桜は、例年1月から6月くらいまでの間に日本全国で桜が咲き始め、桜前線は、日本各地に染井吉野(ソメイヨシノ)を指定した標準木という基準を設け、それらが開花した日(位置)を日本地図上で結び合わせた線のことをいい、桜の開花は、一般的に気温が高いと早まり、気温が低いと遅くなります。



標準木
桜前線本州から北海道南部にかけては、標準木として染井吉野(ソメイヨシノ)が用いられますが、北海道や沖縄など染井吉野(ソメイヨシノ)が咲かない地域では、他の品種の桜が用いられます。
全国の標準木
・本州・・・・・・・・・・・・・染井吉野(ソメイヨシノ)
・北海道(南部)・・・・・・・・染井吉野(ソメイヨシノ)
・北海道(南部と東部以外)・・・大山桜(オオヤマザクラ)、蝦夷山桜(エゾヤマザクラ)
・北海道(東部)・・・・・・・・千島桜(チシマザクラ)
・沖縄・・・・・・・・・・・・・寒緋桜(カンヒザクラ)

桜前線はいつからはじまった?
桜の開花宣言は、誰が決めている?

桜前線「桜前線」の発表は明治終わり頃からはじまったようです。しかし当時は各気象台の管轄で行われていました。それが戦後になり、各気象台から気象庁へ変わりました。
桜の開花宣言は、「気象庁」が決めています。
開花宣言の決め方は、全国の地方気象台が定める「標本木」の桜の花が、5、6輪開いた時に開花宣言が出されるようです。
現在のようにデーター管理されていない時代には、桜が咲くと、桜の蕾(つぼみ)の重量をはかり、それにより桜の開花を予測していましたが、現在気象庁では、前年の様子、気温の変化などの情報をもとに「温度変換日数」というものを積算し、桜の開花予想を行っています。この開花宣言が発表されると、およそ一週間位で満開になることが多いようですが、桜の開花は、一般的に気温が高いと早まり、気温が低いと遅くなります。開花宣言発表後の気温に注意し、お花見の日程を決めるのが良さそうです。

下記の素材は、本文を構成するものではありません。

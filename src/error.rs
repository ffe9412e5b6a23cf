//! Error types for position setup
//!
//! The engine core trusts the legality of the moves it is given; these
//! errors only cover text that cannot be read at all.

/// A FEN string that could not be parsed
#[derive(Debug, Clone, PartialEq, Eq, thiserror::Error)]
pub enum FenError {
    #[error("missing piece placement field")]
    MissingBoard,

    #[error("expected 8 ranks, found {0}")]
    RankCount(usize),

    #[error("rank {rank} describes {files} files")]
    RankLength { rank: usize, files: usize },

    #[error("invalid piece character '{0}'")]
    InvalidPiece(char),

    #[error("invalid side to move '{0}'")]
    InvalidSide(String),

    #[error("invalid castling character '{0}'")]
    InvalidCastling(char),

    #[error("invalid en-passant square '{0}'")]
    InvalidEnPassant(String),

    #[error("invalid move counter '{0}'")]
    InvalidCounter(String),

    #[error("{color} has {count} kings")]
    KingCount { color: &'static str, count: u32 },
}

/// A UCI move string that could not be read against the current position
#[derive(Debug, Clone, PartialEq, Eq, thiserror::Error)]
pub enum MoveParseError {
    #[error("move '{0}' has the wrong length")]
    Length(String),

    #[error("invalid square in move '{0}'")]
    Square(String),

    #[error("invalid promotion piece in move '{0}'")]
    Promotion(String),

    #[error("no piece on the start square of move '{0}'")]
    EmptySquare(String),
}

/// Any error raised while setting a position
#[derive(Debug, Clone, PartialEq, Eq, thiserror::Error)]
pub enum LeoneError {
    #[error("FEN parse error: {0}")]
    Fen(#[from] FenError),

    #[error("invalid move: {0}")]
    Move(#[from] MoveParseError),
}

/// Result type alias for position setup
pub type LeoneResult<T> = Result<T, LeoneError>;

桜前線北上中 桜の開花宣言とともに、桜の季節になると良く聞く、「桜前線上昇中」という表現。桜の開花は、例年1月の上旬頃、沖縄の八重岳からスタートします。その後九州地方、四国地方、中国地方、近畿地方、東海地方、関東甲信地方、北陸地方、東北地方、北海道と北上していくことから「桜前線北上中」といわれます。沖縄からはじまった桜の開花前線は、ゴールは6月上旬から7月上旬の北海道東川にある旭岳だそうです。また北海道の東端、千島桜の名所で知られる根室市の清隆寺の桜が咲くと、「桜前線が終点に着いた」などという表現も聞かれます。そのようなことで桜前線は、およそ半年の時間をかけ、日本全国を横断します。また高地にある山間部では、平野部と違い、気温が低いことから夏頃に開花するものもあるそうです。